31 Mart 2012

Antalyaspor'un Babası: Atilla Konuk

1923 yılında Antalya'da doğan Atilla Konuk; 1954 seçimlerinde Demokrat Parti'den Antalya milletvekili seçilerek Türkiye'nin en genç milletvekili unvanını kazandı. 1966 yılında Antalyaspor'u kurdu ve Antalyaspor'un ilk başkanı oldu.  Şimdiki başkan Hasan Akıncıoğlu'nun da kayınpederi olan Atilla Konuk, 31 Mart 2009 tarihinde vefat etti.

2008 Mart'ta yayınlanan Antalyaspor Resmi Dergisi'nin ilk sayısı için Cengiz Altay'a verdiği röportaj onun son röportajıydı. O röportajın tam metni:



•••

Antalyaspor'un kurucusu ve ilk başkanı Atilla Konuk, kırmızı-beyazlı kulübün doğuşunu ve o yıllarda yaşananları Antalyaspor'a anlattı. Rahatsızlığı nedeniyle son bir yıldır Konyaaltı Caddesi'ndeki evinden pek çıkamayan Konuk, anlattıklarıyla Antalyaspor'un ilk yıllarına ışık tuttu.

Kurucu başkanın anlattıklarına bakılırsa Antalyaspor'un dünü ile bugünü arasında çok benzerlikler var. Konuk'un anlattıklarından destek görmediklerini, destek sözü verenlerin ortadan kaybolduğunu, hatta Antalyaspor'a destek olanların da başlarının derde girdiğini öğreniyoruz.

Şimdilerde olduğu gibi Konuk da o yıllarda Antalyaspor'un bu kentin bir markası olduğunu anlatamamış. Konuk anlattıkça Aspendos Antik Tiyatrosu'ndaki ilk konseri Antalyaspor'un organize ettiğini öğreniyoruz. Antalyaspor taraftarının o yıllarda bile en çok Denizlispor maçına ilgi gösterdiğini yine Konuk'un ağzından dinliyoruz. Kurucu başkandan Antalyaspor'a para desteği sağlayan Antalya Belediyesi eski başkanlarından Avni Tolunay'ın Antalyalıların şikayeti üzerine Ağır Ceza Mahkemesi'nde yargılandığını da öğrenmiş olduk.
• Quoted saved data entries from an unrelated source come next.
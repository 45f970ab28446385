//! Run settings: defaults → `blobflow.toml` → `.env` → process environment.
//!
//! Built once at start-up and passed into constructors; nothing else reads the environment.

use anyhow::{Context, Result, bail};
use serde::Deserialize;
use std::path::{Path, PathBuf};
use std::time::Duration;

use crate::engine::record::RecordSettings;
use crate::engine::retry::RetryPolicy;
use crate::types::{CollectionId, PipelineConfig};
use crate::utils::config::{
    DERIVE_PARALLELISM, DatabaseConsts, ListingConsts, PackagePaths, ThrottleConsts, WorkerLimits,
};

/// Externally configured values for one ingestion run.
#[derive(Clone, Debug)]
pub struct IngestConfig {
    /// Directory holding source containers.
    pub source_root: PathBuf,
    pub estimated_objects_per_prefix: usize,
    pub max_page_size: usize,
    pub list_max_retries: u32,
    pub list_backoff_ms: u64,
    /// SQLite file of the destination document store.
    pub destination_path: PathBuf,
    pub database: String,
    pub collection: String,
    /// `-1` derives parallelism from throughput; positive values are used verbatim.
    pub degree_of_parallelism: i64,
    pub max_throttle_retries: u32,
    pub max_throttle_wait_secs: u64,
    pub busy_timeout_ms: u64,
    pub connection_pool_size: usize,
    pub record: RecordSettings,
}

impl Default for IngestConfig {
    fn default() -> Self {
        Self {
            source_root: PathBuf::from("."),
            estimated_objects_per_prefix: ListingConsts::ESTIMATED_OBJECTS_PER_PREFIX,
            max_page_size: ListingConsts::MAX_PAGE_SIZE,
            list_max_retries: ListingConsts::MAX_RETRIES,
            list_backoff_ms: ListingConsts::INITIAL_BACKOFF_MS,
            destination_path: PathBuf::from(format!("{}.db", PackagePaths::get().pkg_name())),
            database: String::new(),
            collection: String::new(),
            degree_of_parallelism: DERIVE_PARALLELISM,
            max_throttle_retries: ThrottleConsts::MAX_RETRIES,
            max_throttle_wait_secs: ThrottleConsts::MAX_TOTAL_WAIT_SECS,
            busy_timeout_ms: DatabaseConsts::BUSY_TIMEOUT_MS,
            connection_pool_size: DatabaseConsts::CONNECTION_POOL_SIZE,
            record: RecordSettings::default(),
        }
    }
}

#[derive(Debug, Default, Deserialize)]
struct SettingsToml {
    #[serde(default)]
    source: SourceSection,
    #[serde(default)]
    destination: DestinationSection,
    #[serde(default)]
    record: RecordSection,
}

#[derive(Debug, Default, Deserialize)]
struct SourceSection {
    root: Option<String>,
    estimated_objects_per_prefix: Option<usize>,
    max_page_size: Option<usize>,
    list_max_retries: Option<u32>,
    list_backoff_ms: Option<u64>,
}

#[derive(Debug, Default, Deserialize)]
struct DestinationSection {
    path: Option<String>,
    database: Option<String>,
    collection: Option<String>,
    degree_of_parallelism: Option<i64>,
    max_throttle_retries: Option<u32>,
    max_throttle_wait_secs: Option<u64>,
    busy_timeout_ms: Option<u64>,
    connection_pool_size: Option<usize>,
}

#[derive(Debug, Default, Deserialize)]
struct RecordSection {
    customer_field: Option<String>,
    site_field: Option<String>,
    separator: Option<String>,
}

/// Overwrite a config field from the file when present.
macro_rules! apply_file_opt {
    ($section:expr, $cfg:expr, $field:ident) => {
        if let Some(v) = $section.$field.clone() {
            $cfg.$field = v;
        }
    };
}

fn apply_file_to_config(file: &SettingsToml, cfg: &mut IngestConfig) {
    let src = &file.source;
    if let Some(ref root) = src.root {
        cfg.source_root = PathBuf::from(root);
    }
    apply_file_opt!(src, cfg, estimated_objects_per_prefix);
    apply_file_opt!(src, cfg, max_page_size);
    apply_file_opt!(src, cfg, list_max_retries);
    apply_file_opt!(src, cfg, list_backoff_ms);

    let dest = &file.destination;
    if let Some(ref path) = dest.path {
        cfg.destination_path = PathBuf::from(path);
    }
    apply_file_opt!(dest, cfg, database);
    apply_file_opt!(dest, cfg, collection);
    apply_file_opt!(dest, cfg, degree_of_parallelism);
    apply_file_opt!(dest, cfg, max_throttle_retries);
    apply_file_opt!(dest, cfg, max_throttle_wait_secs);
    apply_file_opt!(dest, cfg, busy_timeout_ms);
    apply_file_opt!(dest, cfg, connection_pool_size);

    let rec = &file.record;
    apply_file_opt!(rec, cfg.record, customer_field);
    apply_file_opt!(rec, cfg.record, site_field);
    apply_file_opt!(rec, cfg.record, separator);
}

impl IngestConfig {
    /// Load settings for a run started in `dir`.
    ///
    /// `config_path` must exist when given; otherwise `<dir>/blobflow.toml` is used if present.
    /// A `.env` in `dir` is loaded into the environment before overrides are read.
    pub fn load(config_path: Option<&Path>, dir: &Path) -> Result<Self> {
        let mut cfg = match config_path {
            Some(path) => {
                let s = std::fs::read_to_string(path)
                    .with_context(|| format!("read settings file {}", path.display()))?;
                Self::from_toml_str(&s).with_context(|| format!("parse {}", path.display()))?
            }
            None => {
                let path = dir.join(PackagePaths::get().settings_filename());
                match std::fs::read_to_string(&path) {
                    Ok(s) => Self::from_toml_str(&s)
                        .with_context(|| format!("parse {}", path.display()))?,
                    Err(_) => Self::default(),
                }
            }
        };

        let env_path = dir.join(".env");
        if env_path.is_file()
            && let Err(e) = dotenvy::from_path(&env_path)
        {
            log::warn!("{}: {}", env_path.display(), e);
        }
        cfg.apply_env_overrides(|key| std::env::var(key).ok())?;
        cfg.validate()?;
        Ok(cfg)
    }

    /// Defaults overlaid with a TOML document. Sections and keys are all optional.
    pub fn from_toml_str(s: &str) -> Result<Self> {
        let file: SettingsToml = toml::from_str(s).context("invalid settings TOML")?;
        let mut cfg = Self::default();
        apply_file_to_config(&file, &mut cfg);
        Ok(cfg)
    }

    /// Apply `BLOBFLOW_*` overrides. `lookup` returns the raw value of a variable, if set.
    pub fn apply_env_overrides<F>(&mut self, lookup: F) -> Result<()>
    where
        F: Fn(&str) -> Option<String>,
    {
        let paths = PackagePaths::get();
        let get = |key: &str| {
            lookup(&paths.env_var(key))
                .map(|v| v.trim().to_string())
                .filter(|v| !v.is_empty())
        };

        if let Some(v) = get("SOURCE_ROOT") {
            self.source_root = PathBuf::from(v);
        }
        if let Some(v) = get("DESTINATION_PATH") {
            self.destination_path = PathBuf::from(v);
        }
        if let Some(v) = get("DATABASE") {
            self.database = v;
        }
        if let Some(v) = get("COLLECTION") {
            self.collection = v;
        }
        if let Some(v) = get("DEGREE_OF_PARALLELISM") {
            self.degree_of_parallelism = v.parse().with_context(|| {
                format!(
                    "{} must be an integer, got '{}'",
                    paths.env_var("DEGREE_OF_PARALLELISM"),
                    v
                )
            })?;
        }
        Ok(())
    }

    /// Reject settings the pipeline cannot run with.
    pub fn validate(&self) -> Result<()> {
        if self.database.is_empty() {
            bail!("destination database name is not configured");
        }
        if self.collection.is_empty() {
            bail!("destination collection name is not configured");
        }
        if self.degree_of_parallelism > WorkerLimits::MAX_OVERRIDE_WORKERS {
            bail!(
                "degree_of_parallelism {} exceeds the maximum of {}",
                self.degree_of_parallelism,
                WorkerLimits::MAX_OVERRIDE_WORKERS
            );
        }
        if self.max_page_size == 0 {
            bail!("max_page_size must be at least 1");
        }
        if self.connection_pool_size == 0 {
            bail!("connection_pool_size must be at least 1");
        }
        if self.record.customer_field.is_empty() || self.record.site_field.is_empty() {
            bail!("partition key field names must not be empty");
        }
        Ok(())
    }

    /// `None` when parallelism should be derived from throughput.
    pub fn parallelism_override(&self) -> Option<i64> {
        (self.degree_of_parallelism > 0).then_some(self.degree_of_parallelism)
    }

    /// Pipeline settings for this config.
    pub fn pipeline_config(&self) -> PipelineConfig {
        let mut pc = PipelineConfig::new(CollectionId::new(&self.database, &self.collection));
        pc.parallelism_override = self.parallelism_override();
        pc.estimated_objects_per_prefix = self.estimated_objects_per_prefix;
        pc.max_page_size = self.max_page_size;
        pc.list_retry = RetryPolicy {
            max_retries: self.list_max_retries,
            initial_backoff: Duration::from_millis(self.list_backoff_ms),
            ..pc.list_retry
        };
        pc.write_retry = RetryPolicy {
            max_retries: self.max_throttle_retries,
            max_total_wait: Some(Duration::from_secs(self.max_throttle_wait_secs)),
            ..pc.write_retry
        };
        pc.record = self.record.clone();
        pc
    }
}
Antalyaspor'u kurma fikri nasıl doğdu?

Antalya gelecekte büyük bir şehir olacağının işaretlerini vermeye başlamıştı. Şehirde futbol o zamanlar amatör düzeyde oynanıyordu. 1966 yılının mart ayında "Bir profesyonel takım kuralım." dedim. Ben bu fikrimi söyleyince "Tamam abi, olur abi, sen yaparsın abi" dediler. Tam Antalyalılar'a uygun, beylik lafları yani." Bir işe teşebbüs edersiniz "Sen yap abi, biz sana yardımcı oluruz." derler. İşte başlarsınız işe ertesi gün hepsi ortadan kaybolur.

İleri Gazetesi'nin sahibi Suphi Türel ve Avukat Akay Ekin'le durumu beraber istişare ederek bu işin kararını verdik. Bir de o zamanlar Beden Terbiyesi Bölge Müdürü rahmetli Süleyman Erol vardı. O da bizim fikrimize katıldı.
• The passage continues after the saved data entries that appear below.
//! Open document store connections.

use anyhow::{Context, Result};
use rusqlite::Connection;
use std::path::Path;
use std::time::Duration;

use super::{SCHEMA, WAL_PRAGMAS};

/// Enable WAL and apply schema to an open connection (idempotent).
fn apply_wal_and_schema(conn: &Connection) -> Result<()> {
    conn.query_row("PRAGMA journal_mode = WAL", [], |_| Ok(()))
        .context("enable WAL")?;
    conn.execute_batch(WAL_PRAGMAS).context("set WAL pragmas")?;
    conn.execute_batch(SCHEMA).context("create schema")?;
    Ok(())
}

/// Open or create the store DB, ensure schema + WAL, and enforce collection foreign keys.
/// `busy_timeout` bounds how long a write waits on another connection's lock.
pub fn open_db(path: &Path, busy_timeout: Duration) -> Result<Connection> {
    let conn = Connection::open(path).context("open database")?;
    conn.busy_timeout(busy_timeout)
        .context("set busy timeout")?;
    conn.pragma_update(None, "foreign_keys", true)
        .context("enable foreign keys")?;
    apply_wal_and_schema(&conn)?;
    Ok(conn)
}

/// Open an in-memory DB with the same schema (no WAL pragmas needed).
pub fn open_db_in_memory() -> Result<Connection> {
    let conn = Connection::open_in_memory().context("open in-memory database")?;
    conn.pragma_update(None, "foreign_keys", true)
        .context("enable foreign keys")?;
    conn.execute_batch(SCHEMA).context("create schema")?;
    Ok(conn)
}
Kuruluş aşamasında çalışmalarınız nasıl oldu?

Kulübü kurmak için tüzük hazırlamamız gerekiyordu. Tüzük için Beşiktaş, Galatasaray ve Fenerbahçe'ye mektup yazdım. Fenerbahçe ve Beşiktaş kendi tüzüklerinden bir örnek gönderdiler, maalesef Galatasaray göndermedi.

Tüzüğü hazırlayıp federasyona gönderdik. O zamanlar federasyonda Orhan Şeref Apak vardı. Sağ olsun o da bize yardımcı oldu. Bir hafta sonra federasyondan haber geldi. Profesyonel kulübün kurulması için 3 amatör kulübün birleşip kendilerini tasfiye etmeleri gerekiyormuş. Biz de İlkışıkspor, DSİ Spor ve Ferrokromspor'un genel kurullarını topladık. Bize iltihak kararı aldılar ve kendilerini feshettiler.
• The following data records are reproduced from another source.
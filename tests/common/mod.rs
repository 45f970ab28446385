//! Shared doubles for integration tests: in-memory source and scripted destinations.

#![allow(dead_code)]

use blobflow::engine::record::IngestDocument;
use blobflow::engine::retry::RetryPolicy;
use blobflow::store::{DocumentStore, SourceStore};
use blobflow::{
    CollectionId, ContinuationCursor, IngestError, ListingPage, SourceError, SourceObjectRef,
    ThroughputBudget, WriteError,
};
use std::collections::{BTreeMap, HashMap};
use std::sync::Mutex;
use std::sync::atomic::{AtomicU32, AtomicUsize, Ordering};
use std::time::Duration;

pub fn collection() -> CollectionId {
    CollectionId::new("telemetry", "readings")
}

/// Retry policy that never sleeps long enough to slow a test down.
pub fn fast_retry(max_retries: u32) -> RetryPolicy {
    RetryPolicy {
        max_retries,
        initial_backoff: Duration::from_millis(1),
        max_backoff: Duration::from_millis(2),
        max_total_wait: None,
    }
}

pub fn record_json(custid: &str, siteid: &str, extra: &str) -> Vec<u8> {
    format!(r#"{{"custid":"{custid}","siteid":"{siteid}","value":"{extra}"}}"#).into_bytes()
}

/// In-memory source: objects keyed by `prefix/name`, listed in key order.
#[derive(Default)]
pub struct MemorySource {
    pub objects: BTreeMap<String, Vec<u8>>,
    pub list_calls: AtomicUsize,
    pub download_calls: AtomicUsize,
    /// Transient listing failures to return before succeeding.
    pub transient_list_failures: AtomicU32,
    /// Every listing fails permanently.
    pub fail_listing: bool,
    /// Listings after the first `n` calls fail permanently.
    pub fail_after_calls: Option<usize>,
    /// Names (below the prefix) whose download fails.
    pub broken_downloads: Vec<String>,
}

impl MemorySource {
    pub fn new() -> Self {
        Self::default()
    }

    pub fn with_object(mut self, prefix: &str, name: &str, body: Vec<u8>) -> Self {
        self.objects.insert(format!("{prefix}/{name}"), body);
        self
    }

    /// `count` valid records under `prefix`, named `obj-00000.json` onwards.
    pub fn with_records(mut self, prefix: &str, count: usize) -> Self {
        for i in 0..count {
            self.objects.insert(
                format!("{prefix}/obj-{i:05}.json"),
                record_json(&format!("c{}", i % 3), "s1", &i.to_string()),
            );
        }
        self
    }

    pub fn with_transient_list_failures(self, n: u32) -> Self {
        self.transient_list_failures.store(n, Ordering::SeqCst);
        self
    }

    pub fn list_calls(&self) -> usize {
        self.list_calls.load(Ordering::SeqCst)
    }
}

impl SourceStore for MemorySource {
    fn list_page(
        &self,
        prefix: &str,
        cursor: Option<&ContinuationCursor>,
        max_items: usize,
    ) -> Result<ListingPage, SourceError> {
        let call = self.list_calls.fetch_add(1, Ordering::SeqCst) + 1;
        if self.fail_listing || self.fail_after_calls.is_some_and(|n| call > n) {
            return Err(SourceError::Fatal("listing denied".into()));
        }
        let pending = self.transient_list_failures.load(Ordering::SeqCst);
        if pending > 0 {
            self.transient_list_failures.store(pending - 1, Ordering::SeqCst);
            return Err(SourceError::Transient("connection reset".into()));
        }
        let dir = format!("{prefix}/");
        let names: Vec<&str> = self
            .objects
            .keys()
            .filter_map(|k| k.strip_prefix(&dir))
            .filter(|n| cursor.is_none_or(|c| *n > c.as_str()))
            .collect();
        let taken: Vec<&str> = names.iter().take(max_items).copied().collect();
        let continuation = (names.len() > taken.len())
            .then(|| ContinuationCursor::new(*taken.last().unwrap_or(&"")));
        Ok(ListingPage {
            items: taken
                .into_iter()
                .map(|n| SourceObjectRef::new(prefix, n))
                .collect(),
            continuation,
        })
    }

    fn download(&self, object: &SourceObjectRef) -> Result<Vec<u8>, SourceError> {
        self.download_calls.fetch_add(1, Ordering::SeqCst);
        if self.broken_downloads.contains(&object.name) {
            return Err(SourceError::Fatal(format!("{} is unreadable", object.key())));
        }
        self.objects
            .get(&object.key())
            .cloned()
            .ok_or_else(|| SourceError::Fatal(format!("{} not found", object.key())))
    }
}

/// How a [`MemoryDestination`] answers writes.
#[derive(Clone, Copy, Debug)]
pub enum WriteMode {
    Accept,
    /// Throttle the first `n` attempts of every document, then accept.
    ThrottleFirst(u32),
    ThrottleAlways,
    Reject,
}

/// In-memory destination recording documents by `(partition_key, id)`.
pub struct MemoryDestination {
    pub throughput: Result<u32, String>,
    pub mode: WriteMode,
    pub docs: Mutex<HashMap<(String, String), IngestDocument>>,
    pub write_calls: AtomicUsize,
    pub probe_calls: AtomicUsize,
    attempts: Mutex<HashMap<String, u32>>,
    in_flight: AtomicUsize,
    pub peak_in_flight: AtomicUsize,
}

impl MemoryDestination {
    pub fn new(throughput: u32) -> Self {
        Self {
            throughput: Ok(throughput),
            mode: WriteMode::Accept,
            docs: Mutex::new(HashMap::new()),
            write_calls: AtomicUsize::new(0),
            probe_calls: AtomicUsize::new(0),
            attempts: Mutex::new(HashMap::new()),
            in_flight: AtomicUsize::new(0),
            peak_in_flight: AtomicUsize::new(0),
        }
    }

    /// Destination whose collection cannot be found.
    pub fn missing() -> Self {
        Self {
            throughput: Err("collection not found".into()),
            ..Self::new(0)
        }
    }

    pub fn with_mode(mut self, mode: WriteMode) -> Self {
        self.mode = mode;
        self
    }

    pub fn doc_count(&self) -> usize {
        self.docs.lock().unwrap().len()
    }

    pub fn write_calls(&self) -> usize {
        self.write_calls.load(Ordering::SeqCst)
    }
}

impl DocumentStore for MemoryDestination {
    fn provisioned_throughput(
        &self,
        _collection: &CollectionId,
    ) -> Result<ThroughputBudget, IngestError> {
        self.probe_calls.fetch_add(1, Ordering::SeqCst);
        self.throughput
            .clone()
            .map(ThroughputBudget)
            .map_err(IngestError::Configuration)
    }

    fn upsert(&self, _collection: &CollectionId, doc: &IngestDocument) -> Result<(), WriteError> {
        self.write_calls.fetch_add(1, Ordering::SeqCst);
        let now = self.in_flight.fetch_add(1, Ordering::SeqCst) + 1;
        self.peak_in_flight.fetch_max(now, Ordering::SeqCst);
        std::thread::sleep(Duration::from_millis(1));
        let attempt = {
            let mut attempts = self.attempts.lock().unwrap();
            let n = attempts.entry(doc.id.clone()).or_insert(0);
            *n += 1;
            *n
        };
        let result = match self.mode {
            WriteMode::Accept => Ok(()),
            WriteMode::ThrottleFirst(n) if attempt <= n => {
                Err(WriteError::Throttled { retry_after: None })
            }
            WriteMode::ThrottleFirst(_) => Ok(()),
            WriteMode::ThrottleAlways => Err(WriteError::Throttled {
                retry_after: Some(Duration::from_millis(1)),
            }),
            WriteMode::Reject => Err(WriteError::Rejected("document too large".into())),
        };
        if result.is_ok() {
            self.docs
                .lock()
                .unwrap()
                .insert((doc.partition_key.clone(), doc.id.clone()), doc.clone());
        }
        self.in_flight.fetch_sub(1, Ordering::SeqCst);
        result
    }
}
Bu duyulunca rastladığım herkes kendisini kurucu listesine almam için bana ricada bulundu ama biz yine üç kişi çalışıyorduk, dördüncü bir kişi yoktu. Kurucu listesine girmek isteyenlere haber gönderdim. 26 Mayıs'ta Beden Terbiyesi Bölge Müdürlüğü'nün altında toplanıp kulübün ana tüzüğünü imzalayacağımızı söyledim ama benimle beraber 23 kişi bir araya gelebildik. Diğer 30-40 kişi ortada yoktu.

Biz imzaladık gönderdik. Federasyon bunu 1 Temmuz'da tasdik etti. Bu sefer tüzük imzasına gelmedikleri için kurucu listesine almadıklarımız bana küstü. Ben de "Gelseydiniz kardeşim. biz imzayı attık, kulübü kurduk." diyerek kendimi savundum.

Kentten destek görmediniz mi?

Kulüp kurmak kolay değil tabii ki. Futbolcun yok, idare binan yok, malzemen yok. Sıfırsın. Para da yok. Arkadaşlar Antalya'daki banka müdürlerinden birkaç tanesini çağırıp bunların yanına idare heyetinden de birkaç kişiyi ekleyip çarşı pazar gezerek para toplayabileceğimizi söylediler. Onların bu sözlerine ben de güldüm tabii...

Yapı Kredi Bankası Müdürü İhsan Zümrüoğlu, Emlak Bankası Müdürü Hüseyin Has, Denizcilik Bankası Müdürü Ahmet Dal, bizim arkadaşlarla birlikte para toplamaya çıktılar. Ben de akşama kadar nöbet tutar gibi onları bekledim. Akşam çok geç oldu, bizimkiler gelmedi. Çok gecikince aradım, "Daha yeni çıkıyoruz." dediler. Sonra öğrendim ki ziyaret ettikleri kimselerden hiç para alamamışlar. Ertesi gün yine çıktılar. Dolaşmadıkları yer bırakmamışlar, topladıkları para 875 lira... Bin lira bile değil. Bu parayla 20 futbolcunun ayakkabısı bile alınmıyordu.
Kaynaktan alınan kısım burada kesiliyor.